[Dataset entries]
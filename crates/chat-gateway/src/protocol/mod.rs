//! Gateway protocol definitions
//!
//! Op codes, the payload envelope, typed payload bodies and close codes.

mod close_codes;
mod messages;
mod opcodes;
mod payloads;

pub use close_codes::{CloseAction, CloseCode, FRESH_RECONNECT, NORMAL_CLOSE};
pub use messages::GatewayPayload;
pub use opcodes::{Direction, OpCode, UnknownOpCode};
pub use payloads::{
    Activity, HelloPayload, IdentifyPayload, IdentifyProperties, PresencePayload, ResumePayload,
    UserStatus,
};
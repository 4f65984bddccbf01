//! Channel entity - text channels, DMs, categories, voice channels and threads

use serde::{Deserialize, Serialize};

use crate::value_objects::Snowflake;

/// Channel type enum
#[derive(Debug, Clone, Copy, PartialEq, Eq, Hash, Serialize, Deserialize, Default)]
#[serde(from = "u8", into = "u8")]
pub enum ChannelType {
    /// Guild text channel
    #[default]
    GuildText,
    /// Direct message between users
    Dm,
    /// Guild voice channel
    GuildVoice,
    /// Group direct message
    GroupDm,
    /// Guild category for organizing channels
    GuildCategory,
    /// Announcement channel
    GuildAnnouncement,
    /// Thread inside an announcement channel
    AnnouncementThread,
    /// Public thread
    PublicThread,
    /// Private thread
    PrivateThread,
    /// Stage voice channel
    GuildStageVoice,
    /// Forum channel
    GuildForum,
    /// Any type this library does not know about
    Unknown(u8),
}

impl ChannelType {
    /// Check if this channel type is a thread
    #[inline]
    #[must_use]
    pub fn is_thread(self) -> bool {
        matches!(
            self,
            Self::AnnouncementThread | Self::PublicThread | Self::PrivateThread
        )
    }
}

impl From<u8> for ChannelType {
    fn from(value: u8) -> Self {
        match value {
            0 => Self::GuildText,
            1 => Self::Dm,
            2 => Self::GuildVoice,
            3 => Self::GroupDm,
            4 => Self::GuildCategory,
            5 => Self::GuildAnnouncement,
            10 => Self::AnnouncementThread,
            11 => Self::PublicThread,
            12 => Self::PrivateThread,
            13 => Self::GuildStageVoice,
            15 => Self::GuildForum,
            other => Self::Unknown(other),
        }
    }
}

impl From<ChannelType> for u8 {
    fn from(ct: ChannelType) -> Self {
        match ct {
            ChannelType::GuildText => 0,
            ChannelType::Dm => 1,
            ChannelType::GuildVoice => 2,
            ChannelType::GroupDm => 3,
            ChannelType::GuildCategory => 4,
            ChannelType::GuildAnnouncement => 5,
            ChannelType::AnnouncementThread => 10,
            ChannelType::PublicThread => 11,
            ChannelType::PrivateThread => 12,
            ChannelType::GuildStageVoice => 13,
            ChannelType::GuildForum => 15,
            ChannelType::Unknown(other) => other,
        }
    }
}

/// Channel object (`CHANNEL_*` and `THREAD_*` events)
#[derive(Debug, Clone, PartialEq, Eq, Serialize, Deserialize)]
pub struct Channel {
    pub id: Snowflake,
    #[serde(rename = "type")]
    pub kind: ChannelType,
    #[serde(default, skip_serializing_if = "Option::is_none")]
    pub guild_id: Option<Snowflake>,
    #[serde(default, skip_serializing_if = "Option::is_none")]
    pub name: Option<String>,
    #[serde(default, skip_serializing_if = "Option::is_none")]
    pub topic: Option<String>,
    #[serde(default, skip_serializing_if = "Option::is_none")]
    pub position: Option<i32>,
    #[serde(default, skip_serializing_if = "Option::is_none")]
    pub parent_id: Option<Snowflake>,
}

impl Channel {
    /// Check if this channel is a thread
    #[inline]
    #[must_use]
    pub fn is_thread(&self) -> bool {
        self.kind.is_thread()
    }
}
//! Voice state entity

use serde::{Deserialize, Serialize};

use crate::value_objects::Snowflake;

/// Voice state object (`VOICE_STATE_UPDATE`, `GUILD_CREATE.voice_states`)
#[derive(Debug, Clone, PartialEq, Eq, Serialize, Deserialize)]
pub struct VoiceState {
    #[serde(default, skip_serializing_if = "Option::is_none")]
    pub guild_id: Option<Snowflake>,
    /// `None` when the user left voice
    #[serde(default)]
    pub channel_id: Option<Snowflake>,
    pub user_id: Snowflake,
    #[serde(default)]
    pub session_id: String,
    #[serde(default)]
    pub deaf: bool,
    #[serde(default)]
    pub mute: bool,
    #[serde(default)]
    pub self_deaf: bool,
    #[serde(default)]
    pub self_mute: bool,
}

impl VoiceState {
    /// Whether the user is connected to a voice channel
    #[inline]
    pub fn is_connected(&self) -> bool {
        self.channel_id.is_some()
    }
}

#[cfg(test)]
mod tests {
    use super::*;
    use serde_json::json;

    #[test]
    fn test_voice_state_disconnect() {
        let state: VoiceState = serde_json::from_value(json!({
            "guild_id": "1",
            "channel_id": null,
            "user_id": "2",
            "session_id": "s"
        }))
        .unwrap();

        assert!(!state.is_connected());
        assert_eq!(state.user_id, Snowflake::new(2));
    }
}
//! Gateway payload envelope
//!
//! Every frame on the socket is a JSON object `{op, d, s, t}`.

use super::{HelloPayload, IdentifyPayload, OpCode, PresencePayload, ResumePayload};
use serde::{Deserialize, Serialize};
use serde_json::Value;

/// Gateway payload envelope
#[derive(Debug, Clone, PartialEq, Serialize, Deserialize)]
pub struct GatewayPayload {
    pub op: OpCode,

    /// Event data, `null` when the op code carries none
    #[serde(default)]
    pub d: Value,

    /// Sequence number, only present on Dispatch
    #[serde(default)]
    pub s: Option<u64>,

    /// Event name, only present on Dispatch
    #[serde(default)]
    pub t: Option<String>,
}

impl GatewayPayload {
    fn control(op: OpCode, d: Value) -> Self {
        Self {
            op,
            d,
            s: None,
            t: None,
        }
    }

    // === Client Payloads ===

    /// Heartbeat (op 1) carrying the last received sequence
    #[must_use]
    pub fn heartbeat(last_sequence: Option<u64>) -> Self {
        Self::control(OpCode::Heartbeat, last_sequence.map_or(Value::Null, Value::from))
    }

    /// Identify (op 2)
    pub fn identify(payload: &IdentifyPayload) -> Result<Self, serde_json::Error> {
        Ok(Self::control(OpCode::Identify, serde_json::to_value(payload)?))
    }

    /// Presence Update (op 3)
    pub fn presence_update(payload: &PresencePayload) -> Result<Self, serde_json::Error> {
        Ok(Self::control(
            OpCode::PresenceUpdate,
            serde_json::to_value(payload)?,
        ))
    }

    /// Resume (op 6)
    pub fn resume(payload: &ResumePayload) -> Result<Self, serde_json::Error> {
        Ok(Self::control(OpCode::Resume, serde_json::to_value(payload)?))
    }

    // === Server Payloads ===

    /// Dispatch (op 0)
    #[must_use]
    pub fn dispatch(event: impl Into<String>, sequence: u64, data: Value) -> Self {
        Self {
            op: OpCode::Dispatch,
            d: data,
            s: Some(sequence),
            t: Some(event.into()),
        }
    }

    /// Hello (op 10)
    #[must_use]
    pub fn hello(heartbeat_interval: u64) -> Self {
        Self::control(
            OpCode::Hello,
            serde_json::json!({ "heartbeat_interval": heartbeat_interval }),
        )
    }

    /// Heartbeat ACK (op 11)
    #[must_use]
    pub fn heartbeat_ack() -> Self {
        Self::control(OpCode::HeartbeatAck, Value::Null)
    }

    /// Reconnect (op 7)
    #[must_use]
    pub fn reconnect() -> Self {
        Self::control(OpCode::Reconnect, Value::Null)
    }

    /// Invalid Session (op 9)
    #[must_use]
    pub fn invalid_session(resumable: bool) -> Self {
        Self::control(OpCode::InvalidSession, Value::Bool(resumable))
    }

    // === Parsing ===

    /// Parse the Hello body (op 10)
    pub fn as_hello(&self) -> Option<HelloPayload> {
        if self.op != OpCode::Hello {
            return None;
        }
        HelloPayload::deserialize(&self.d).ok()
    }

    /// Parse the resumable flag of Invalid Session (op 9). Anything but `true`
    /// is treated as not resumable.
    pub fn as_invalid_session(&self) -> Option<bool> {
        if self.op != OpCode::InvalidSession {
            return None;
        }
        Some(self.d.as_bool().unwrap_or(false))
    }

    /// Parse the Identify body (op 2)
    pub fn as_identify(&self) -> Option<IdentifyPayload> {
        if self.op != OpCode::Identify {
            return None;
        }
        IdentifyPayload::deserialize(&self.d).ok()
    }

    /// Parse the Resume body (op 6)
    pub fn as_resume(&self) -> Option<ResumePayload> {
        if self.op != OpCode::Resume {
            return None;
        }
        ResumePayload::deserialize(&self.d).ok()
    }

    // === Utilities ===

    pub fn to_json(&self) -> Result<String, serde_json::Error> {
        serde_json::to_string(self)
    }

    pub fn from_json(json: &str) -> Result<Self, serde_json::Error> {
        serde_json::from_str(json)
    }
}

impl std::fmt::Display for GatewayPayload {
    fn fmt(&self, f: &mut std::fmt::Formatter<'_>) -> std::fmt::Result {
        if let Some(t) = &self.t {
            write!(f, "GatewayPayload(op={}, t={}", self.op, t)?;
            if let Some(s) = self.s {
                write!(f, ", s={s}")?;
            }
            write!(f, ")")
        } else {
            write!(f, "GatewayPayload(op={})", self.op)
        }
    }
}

EXERCISE BRIEF: Pick out every line above that holds the word "control" and copy it.

OUTPUT FOR THIS TASK:
    fn control(op: OpCode, d: Value) -> Self {
        Self::control(OpCode::Heartbeat, last_sequence.map_or(Value::Null, Value::from))
        Ok(Self::control(OpCode::Identify, serde_json::to_value(payload)?))
        Ok(Self::control(
        Ok(Self::control(OpCode::Resume, serde_json::to_value(payload)?))
        Self::control(
        Self::control(OpCode::HeartbeatAck, Value::Null)
        Self::control(OpCode::Reconnect, Value::Null)
        Self::control(OpCode::InvalidSession, Value::Bool(resumable))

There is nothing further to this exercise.